Evergarden
 砂漠のただ中とは思えないほど、濃い緑の匂いが満ちている。
 事実上、我愛羅のプライベートガーデンになっているこの温室は、植物が生育するのに適した環境が人工的に再現されており、様々な種類の蝶がわが世の春を謳歌するように温室内を舞っていた。
 ナルトも他の温室に足を踏み入れたことがあるが、それらと比べても植物の種類や植え方などやたら気合が入っているような気がするのも気のせいではなくて、我愛羅――里長のために整えられているのだと容易に想像できる。
 この温室は我愛羅が思っている以上に、我愛羅の為に存在していた。

 温室の中央に敷かれた青々と美しい芝生の上にナルトと我愛羅はいた。
 ナルトは脚の間に我愛羅を座らせると腕を回し、華奢な身体を抱き締めて満足そうにその抱き心地を堪能していた。
 花や果実とは違う、微かに甘いような、どこか懐かしいような、そんな柔らかく心地よい香りが腕の中の我愛羅からするのだ。
 我愛羅は気恥ずかしいのか腕の中から逃れようと身じろぎし、照れと少しばかりの呆れが混ざった声音で「何がしたいんだお前は」と、言うが、耳元に鼻先をうずめたナルトが切なそうに「我愛羅と一緒にいたいんだってばよ。折角久し振りに会えたのに、全然二人きりになれねーんだもん……」とのたまうので、その応えに心当たりがあったのか、抜け出すのは困難だと観念したのか、我愛羅は大人しくナルトにされるがままになった。

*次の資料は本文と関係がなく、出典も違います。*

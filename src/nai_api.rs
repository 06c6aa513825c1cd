use crate::error::ServiceError;
use crate::settings::SettingsSnapshot;
use crate::thumbnail::{mime_from_image_bytes, UNKNOWN_MIME};
use async_trait::async_trait;
use reqwest::header::{HeaderMap, HeaderValue, ACCEPT, AUTHORIZATION, CONTENT_TYPE};
use serde::{Deserialize, Serialize};
use std::io::{Cursor, Read};
use std::sync::Arc;
use std::time::Duration;

pub const DEFAULT_ENDPOINT: &str = "https://image.novelai.net/ai/generate-image";
pub const DEFAULT_MODEL: &str = "nai-diffusion";
/// Longest error body kept for diagnostics, in characters.
pub const BODY_EXCERPT_LIMIT: usize = 400;
const ZIP_LOCAL_HEADER: [u8; 4] = [0x50, 0x4B, 0x03, 0x04];
const MAX_PREALLOC: u64 = 16 * 1024 * 1024;

#[derive(Debug, Clone, PartialEq, Serialize, Deserialize)]
pub struct GenerationParameters {
    pub width: u32,
    pub height: u32,
    pub steps: u32,
    pub scale: f64,
    pub sampler: String,
    pub seed: i64,
    pub n_samples: u32,
    /// Negative prompt.
    pub uc: String,
}

/// JSON body of one generation request.
#[derive(Debug, Clone, PartialEq, Serialize, Deserialize)]
pub struct GenerationPayload {
    pub input: String,
    pub model: String,
    pub parameters: GenerationParameters,
}

impl GenerationPayload {
    /// Builds a single-sample payload. The seed is taken from `settings` and
    /// is usually replaced per batch item with [`GenerationPayload::with_seed`].
    pub fn new(
        combined_prompt: &str,
        negative_prompt: &str,
        settings: &SettingsSnapshot,
        model: &str,
    ) -> Self {
        Self {
            input: combined_prompt.to_string(),
            model: model.to_string(),
            parameters: GenerationParameters {
                width: settings.width,
                height: settings.height,
                steps: settings.steps,
                scale: settings.cfg,
                sampler: settings.sampler.clone(),
                seed: settings.seed,
                n_samples: 1,
                uc: negative_prompt.to_string(),
            },
        }
    }

    pub fn with_seed(&self, seed: i64) -> Self {
        let mut payload = self.clone();
        payload.parameters.seed = seed;
        payload
    }
}

/// Raw image returned by the service.
#[derive(Debug, Clone, PartialEq, Eq)]
pub struct ImageBytes {
    pub data: Arc<[u8]>,
    pub content_type: Option<String>,
}

impl ImageBytes {
    pub fn new(data: impl Into<Arc<[u8]>>) -> Self {
        Self {
            data: data.into(),
            content_type: None,
        }
    }

    /// MIME type sniffed from the bytes. When the format is not recognized,
    /// an `image/*` Content-Type from the response is used instead.
    pub fn mime(&self) -> String {
        match mime_from_image_bytes(&self.data) {
            UNKNOWN_MIME => self
                .content_type
                .as_deref()
                .and_then(|value| value.split(';').next())
                .map(str::trim)
                .filter(|value| value.starts_with("image/"))
                .unwrap_or(UNKNOWN_MIME)
                .to_string(),
            sniffed => sniffed.to_string(),
        }
    }
}

/// One generation attempt against the remote service.
///
/// Implementations make exactly one attempt per call; retry policy, if any,
/// belongs to the caller.
#[async_trait]
pub trait ImageService: Send + Sync {
    async fn request_one(
        &self,
        token: &str,
        payload: &GenerationPayload,
    ) -> Result<ImageBytes, ServiceError>;
}

/// HTTP client for the NovelAI image endpoint.
#[derive(Clone)]
pub struct NovelAiClient {
    client: reqwest::Client,
    endpoint: String,
}

impl NovelAiClient {
    /// `timeout` of `None` lets a request wait indefinitely.
    pub fn new(endpoint: &str, timeout: Option<Duration>) -> Result<Self, ServiceError> {
        let mut headers = HeaderMap::new();
        headers.insert(ACCEPT, HeaderValue::from_static("image/png"));
        headers.insert(CONTENT_TYPE, HeaderValue::from_static("application/json"));

        let mut builder = reqwest::Client::builder().default_headers(headers);
        if let Some(timeout) = timeout {
            builder = builder.timeout(timeout);
        }
        let client = builder.build().map_err(|error| {
            ServiceError::Transport(format!("Failed to build HTTP client: {}", error))
        })?;

        Ok(Self {
            client,
            endpoint: normalize_endpoint(endpoint),
        })
    }

    pub fn endpoint(&self) -> &str {
        &self.endpoint
    }
}

#[async_trait]
impl ImageService for NovelAiClient {
    async fn request_one(
        &self,
        token: &str,
        payload: &GenerationPayload,
    ) -> Result<ImageBytes, ServiceError> {
        let auth = bearer_header(token)?;

        let response = self
            .client
            .post(&self.endpoint)
            .header(AUTHORIZATION, auth)
            .json(payload)
            .send()
            .await
            .map_err(|error| {
                ServiceError::Transport(format_send_transport_error(&self.endpoint, &error))
            })?;

        let status = response.status();
        if !status.is_success() {
            let body = response.text().await.unwrap_or_default();
            log::warn!(
                "Image request to {} failed with status {}",
                self.endpoint,
                status
            );
            return Err(ServiceError::Request {
                status: status.as_u16(),
                body_excerpt: body_excerpt(&body),
            });
        }

        let content_type = response
            .headers()
            .get(CONTENT_TYPE)
            .and_then(|value| value.to_str().ok())
            .map(ToString::to_string);
        let body = response.bytes().await.map_err(|error| {
            ServiceError::Transport(format!(
                "Failed reading image response from {}: {}",
                self.endpoint, error
            ))
        })?;

        if body.is_empty() {
            return Err(ServiceError::Transport(format!(
                "Empty image response from {}",
                self.endpoint
            )));
        }

        if body.starts_with(&ZIP_LOCAL_HEADER) {
            let data = unwrap_zip_archive(&body).map_err(ServiceError::Transport)?;
            return Ok(ImageBytes {
                data: data.into(),
                content_type: None,
            });
        }

        Ok(ImageBytes {
            data: body.to_vec().into(),
            content_type,
        })
    }
}

fn bearer_header(token: &str) -> Result<HeaderValue, ServiceError> {
    let token = token.trim();
    if token.is_empty() {
        return Err(ServiceError::Transport("Missing API token".to_string()));
    }
    HeaderValue::from_str(&format!("Bearer {}", token))
        .map_err(|_| ServiceError::Transport("API token contains invalid characters".to_string()))
}

fn normalize_endpoint(endpoint: &str) -> String {
    let trimmed = endpoint.trim().trim_end_matches('/');
    if trimmed.is_empty() {
        DEFAULT_ENDPOINT.to_string()
    } else {
        trimmed.to_string()
    }
}

/// First `BODY_EXCERPT_LIMIT` characters of an error body.
pub fn body_excerpt(body: &str) -> String {
    body.trim().chars().take(BODY_EXCERPT_LIMIT).collect()
}

/// Returns the first decodable image stored in a ZIP archive.
fn unwrap_zip_archive(bytes: &[u8]) -> Result<Vec<u8>, String> {
    let mut archive = zip::ZipArchive::new(Cursor::new(bytes))
        .map_err(|error| format!("Malformed ZIP image response: {}", error))?;

    for index in 0..archive.len() {
        let mut entry = archive
            .by_index(index)
            .map_err(|error| format!("Unreadable ZIP entry {}: {}", index, error))?;
        if entry.is_dir() {
            continue;
        }

        let mut data = Vec::with_capacity(entry.size().min(MAX_PREALLOC) as usize);
        entry
            .read_to_end(&mut data)
            .map_err(|error| format!("Failed to extract {}: {}", entry.name(), error))?;
        if image::guess_format(&data).is_ok() {
            return Ok(data);
        }
        log::debug!("Skipping non-image ZIP entry {}", entry.name());
    }

    Err("ZIP image response contained no image".to_string())
}

fn format_send_transport_error(endpoint: &str, error: &reqwest::Error) -> String {
    if error.is_timeout() {
        return format!("Image request timed out at {}", endpoint);
    }

    if error.is_connect() {
        return format!(
            "Connection failed at {}. Check network access; browsers may also block this endpoint via CORS.",
            endpoint
        );
    }

    format!("Transport error at {}: {}", endpoint, error)
}

#[cfg(test)]
mod tests {
    use super::*;
    use serde_json::json;
    use std::io::Write;

    fn png_bytes() -> Vec<u8> {
        crate::png_meta::tests::png_with_chunks(&[])
    }

    #[test]
    fn test_payload_shape_matches_service_contract() {
        let settings = SettingsSnapshot {
            seed: 77,
            ..SettingsSnapshot::default()
        };
        let payload = GenerationPayload::new("knight, castle", "lowres", &settings, DEFAULT_MODEL);

        let encoded = serde_json::to_value(payload.with_seed(78)).expect("serialize");
        assert_eq!(
            encoded,
            json!({
                "input": "knight, castle",
                "model": "nai-diffusion",
                "parameters": {
                    "width": 768,
                    "height": 768,
                    "steps": 28,
                    "scale": 11.0,
                    "sampler": "k_euler_ancestral",
                    "seed": 78,
                    "n_samples": 1,
                    "uc": "lowres"
                }
            })
        );
    }

    #[test]
    fn test_body_excerpt_is_bounded_by_characters() {
        let body = "é".repeat(BODY_EXCERPT_LIMIT + 50);
        let excerpt = body_excerpt(&body);
        assert_eq!(excerpt.chars().count(), BODY_EXCERPT_LIMIT);
        assert_eq!(body_excerpt("  short  "), "short");
    }

    #[test]
    fn test_normalize_endpoint() {
        assert_eq!(
            normalize_endpoint(" https://example.test/ai/generate-image/ "),
            "https://example.test/ai/generate-image"
        );
        assert_eq!(normalize_endpoint(""), DEFAULT_ENDPOINT);
    }

    #[test]
    fn test_unwrap_zip_archive_returns_first_image() {
        let mut writer = zip::ZipWriter::new(Cursor::new(Vec::new()));
        let options = zip::write::SimpleFileOptions::default();
        writer
            .start_file("readme.txt", options)
            .expect("failed to start text entry");
        writer.write_all(b"hello").expect("failed to write text");
        writer
            .start_file("image_0.png", options)
            .expect("failed to start image entry");
        writer.write_all(&png_bytes()).expect("failed to write png");
        let archive = writer.finish().expect("failed to finish zip").into_inner();

        let extracted = unwrap_zip_archive(&archive).expect("expected image entry");
        assert_eq!(extracted, png_bytes());
    }

    #[test]
    fn test_unwrap_zip_archive_rejects_garbage() {
        let mut bytes = ZIP_LOCAL_HEADER.to_vec();
        bytes.extend_from_slice(b"garbage");
        assert!(unwrap_zip_archive(&bytes).is_err());
    }

    #[test]
    fn test_mime_prefers_sniffed_format_over_header() {
        let png = ImageBytes {
            data: png_bytes().into(),
            content_type: Some("application/octet-stream".to_string()),
        };
        assert_eq!(png.mime(), "image/png");

        let unrecognized = ImageBytes {
            data: b"not a known format".to_vec().into(),
            content_type: Some("image/avif; charset=binary".to_string()),
        };
        assert_eq!(unrecognized.mime(), "image/avif");

        let text = ImageBytes {
            data: b"plain".to_vec().into(),
            content_type: Some("text/plain".to_string()),
        };
        assert_eq!(text.mime(), UNKNOWN_MIME);
        assert_eq!(ImageBytes::new(b"plain".to_vec()).mime(), UNKNOWN_MIME);
    }

    #[tokio::test]
    async fn test_blank_token_fails_without_network() {
        let client = NovelAiClient::new("http://127.0.0.1:9/unused", None)
            .expect("client should build");
        let payload =
            GenerationPayload::new("a", "", &SettingsSnapshot::default(), DEFAULT_MODEL);

        let result = client.request_one("   ", &payload).await;
        assert_eq!(
            result,
            Err(ServiceError::Transport("Missing API token".to_string()))
        );
    }
}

 温室を見たいと言ったのだって我愛羅と二人きりになる口実だったのに、額面通りに受け取るなんて鈍感にも程がある。
「……寂しかったのか?」
 我愛羅が凭れかかる。顔が見えないので表情は窺えなかったが、きっとからかいを含んでいるのだろうと想像できた。
「……うるせーってばよ」
 首筋に顔をうずめれば一層濃く感じる匂い。
 同じ人間なのに何故こんなにも良い匂いがするのだろう。舐めたら砂糖や蜂蜜のように甘い味がするのではなかろうかと、ぺろっと軽く出した舌で肌を舐めた、瞬間。素早く身を返した我愛羅にガッと顎を鷲掴まれて明後日の方向へ思いっきり押しやられた。ぐぎっと頸椎から嫌な音がした。
「ひでぇ……」首を押さえて涙目で訴える。
「っ、お前が急におかしなことをするからだろ!」
「けっ、どうせ二人っきりになりたかったのはオレばっかで、我愛羅にはどうでもいいことだったんだってばよ」
「そんなことは! ……すまない……つい反射的に……」
 我愛羅から顔を背けるように横向きになり、膝を抱えて丸まってナルトはいじけてしまう。
「ナルト、機嫌を直してくれないか」
 揺すってみても、つーんとさらにそっぽを向かれ、取り付く島もない。
「……どうしたら許してくれるんだ?」
「お前からキスしてくれたら直るかもなー」
 ナルトは冗談のつもりだったのに、一瞬目を瞠った我愛羅が予想外に顔を近づけてきた。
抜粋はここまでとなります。